Este é o caso de Roberto Peyres, encarregado Geral da Borracharia das empresas Translitoral, Viação Bertioga e Guarujá Transporte, num total de 520 ônibus, entre municipal, intermunicipal, urbano e turismo.
“Nossa média de quilometragem é igual para os pneus novos e reformados, em torno de 60 mil quilômetros no transporte urbano, que tem mais desgaste devido ao calor”, compara Roberto Peyres. “No caso do ônibus de turismo, o pneu agüenta até 80 mil quilômetros”.
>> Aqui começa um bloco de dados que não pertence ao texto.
//! In-memory dataset handed over by the loader.

use crate::domain::price_bar::PriceBar;
use chrono::NaiveDate;
use std::collections::BTreeSet;

/// Optional columns the loader found in the source table.
#[derive(Debug, Clone, Copy, Default, PartialEq, Eq)]
pub struct DatasetSchema {
    pub foreign_flow: bool,
    pub frequency: bool,
    pub sector: bool,
    pub company_name: bool,
}

#[derive(Debug, Clone, Copy, PartialEq, Eq)]
pub struct DataRange {
    pub first: NaiveDate,
    pub last: NaiveDate,
    pub bars: usize,
}

#[derive(Debug, Clone, Default)]
pub struct Dataset {
    bars: Vec<PriceBar>,
    schema: DatasetSchema,
}

impl Dataset {
    pub fn new(bars: Vec<PriceBar>, schema: DatasetSchema) -> Self {
        Self { bars, schema }
    }

    /// Builds a dataset whose schema is inferred from the bars themselves.
    pub fn from_bars(bars: Vec<PriceBar>) -> Self {
        let schema = DatasetSchema {
            foreign_flow: bars.iter().any(|b| b.net_foreign_flow().is_some()),
            frequency: bars.iter().any(|b| b.frequency.is_some()),
            sector: bars.iter().any(|b| b.sector.is_some()),
            company_name: bars.iter().any(|b| b.company_name.is_some()),
        };
        Self { bars, schema }
    }

    pub fn bars(&self) -> &[PriceBar] {
        &self.bars
    }

    pub fn schema(&self) -> DatasetSchema {
        self.schema
    }

    pub fn len(&self) -> usize {
        self.bars.len()
    }

    pub fn is_empty(&self) -> bool {
        self.bars.is_empty()
    }

    pub fn codes(&self) -> Vec<String> {
        let unique: BTreeSet<&str> = self.bars.iter().map(|b| b.stock_code.as_str()).collect();
        unique.into_iter().map(str::to_string).collect()
    }

    pub fn latest_date(&self) -> Option<NaiveDate> {
        self.bars.iter().map(|b| b.trading_date).max()
    }

    pub fn data_range(&self) -> Option<DataRange> {
        range_of(self.bars.iter())
    }

    pub fn code_range(&self, code: &str) -> Option<DataRange> {
        range_of(self.bars.iter().filter(|b| b.stock_code == code))
    }
}

fn range_of<'a>(bars: impl Iterator<Item = &'a PriceBar>) -> Option<DataRange> {
    bars.fold(None, |acc, bar| {
        let date = bar.trading_date;
        Some(match acc {
            None => DataRange {
                first: date,
                last: date,
                bars: 1,
            },
            Some(r) => DataRange {
                first: r.first.min(date),
                last: r.last.max(date),
                bars: r.bars + 1,
            },
        })
    })
}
Os pneus são retirados para reforma assim que atingem a profundidade mínima de 2 mm, apesar de a lei permitir até 1,6 mm. Essa antecipação é justificada no cuidado para que a carcaça não seja atingida, o que, caso ocorra, inutiliza o pneu para a reforma. E para que essa norma se mantenha, o controle tem que ser rigoroso.
“Tenho um funcionário encarregado de verificar o estado de cada um dos pneus de todos os ônibus, todas as noites. Não pode deixar de olhar”, ensina Peyres. “Em dois anos que estou aqui, nunca perdi uma carcaça”.
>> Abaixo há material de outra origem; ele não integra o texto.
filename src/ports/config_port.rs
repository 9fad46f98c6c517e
//! Configuration access port trait.

pub trait ConfigPort {
    fn get_string(&self, section: &str, key: &str) -> Option<String>;
    fn get_int(&self, section: &str, key: &str, default: i64) -> i64;
    fn get_bool(&self, section: &str, key: &str, default: bool) -> bool;
}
A experiência fez com que o encarregado da Translitoral aprendesse muito sobre o comportamento dos pneus. Como exemplo, o fato de a dianteira do veículo ser muito agressiva, exigindo muito dos pneus dianteiros que sofrem principalmente no ombro direito porque o motorista está sentado em cima do lado esquerdo e passa o dia inteiro tentando acertar o alinhamento de direção corrigindo para o lado direito. O fato que contribui com o desgaste do lado direito são os passageiros que sempre ficam mais desse lado para ficar vendo a calçada.
Roberto Peyres utiliza pneus novos apenas na dianteira. “Numero o pneu com números pares para a dianteira direita e impares na dianteira esquerda”, ensina Peyres. “A cada 15 mil quilômetros faço revisão onde são avaliados os pneus nos mínimos detalhes. O rodízio não é feito de acordo com quilometragem, e sim, de acordo com o visual. Às vezes eu mudo a roda, para fazer com que o desgaste seja por igual”.
Quando chega a hora da reforma, ele opta pelo processo pré-moldado como o da Vipal ou o da Tipler. Isto porque a manta pré-moldada agride menos a carcaça por trabalhar com temperatura mais baixa, permitindo maior rendimento e aproveitamento, porque ela aquece só a banda de rodagem. No outro sistema, aquece o pneu todo. O pneu reformado rende tanto quanto o novo e até mais, pois são utilizados nas rodas traseiras, que apresentam menos severidade aos pneus.
Todos os pneus da empresa são radiais por oferecerem maior rendimento. “O pneu diagonal rendia 18 a 20 mil quilômetros, o que fazíamos em 30 ou 40 dias. Ninguém conseguia ver nada na suspensão porque o desgaste era muito rápido e o pneu era jogado fora”, lembra o encarregado da Translitoral. “A resistência ao rolamento do pneu diagonal é maior do que o pneu radial, o que aumenta o consumo. Porém, o pneu radial é mais sensível a batidas no meio fio. Os fios de aço podem sofrer avarias. Quando bate, formam um vinco que se flexiona e abre cada vez mais. Por isso, na empresa cobramos de todos os motoristas para que evitem esse tipo de batida. Todo dia verificamos pneu por pneu, de todos os ônibus e o encarregado dessa função anota em uma ficha para sabermos o que está se passando”.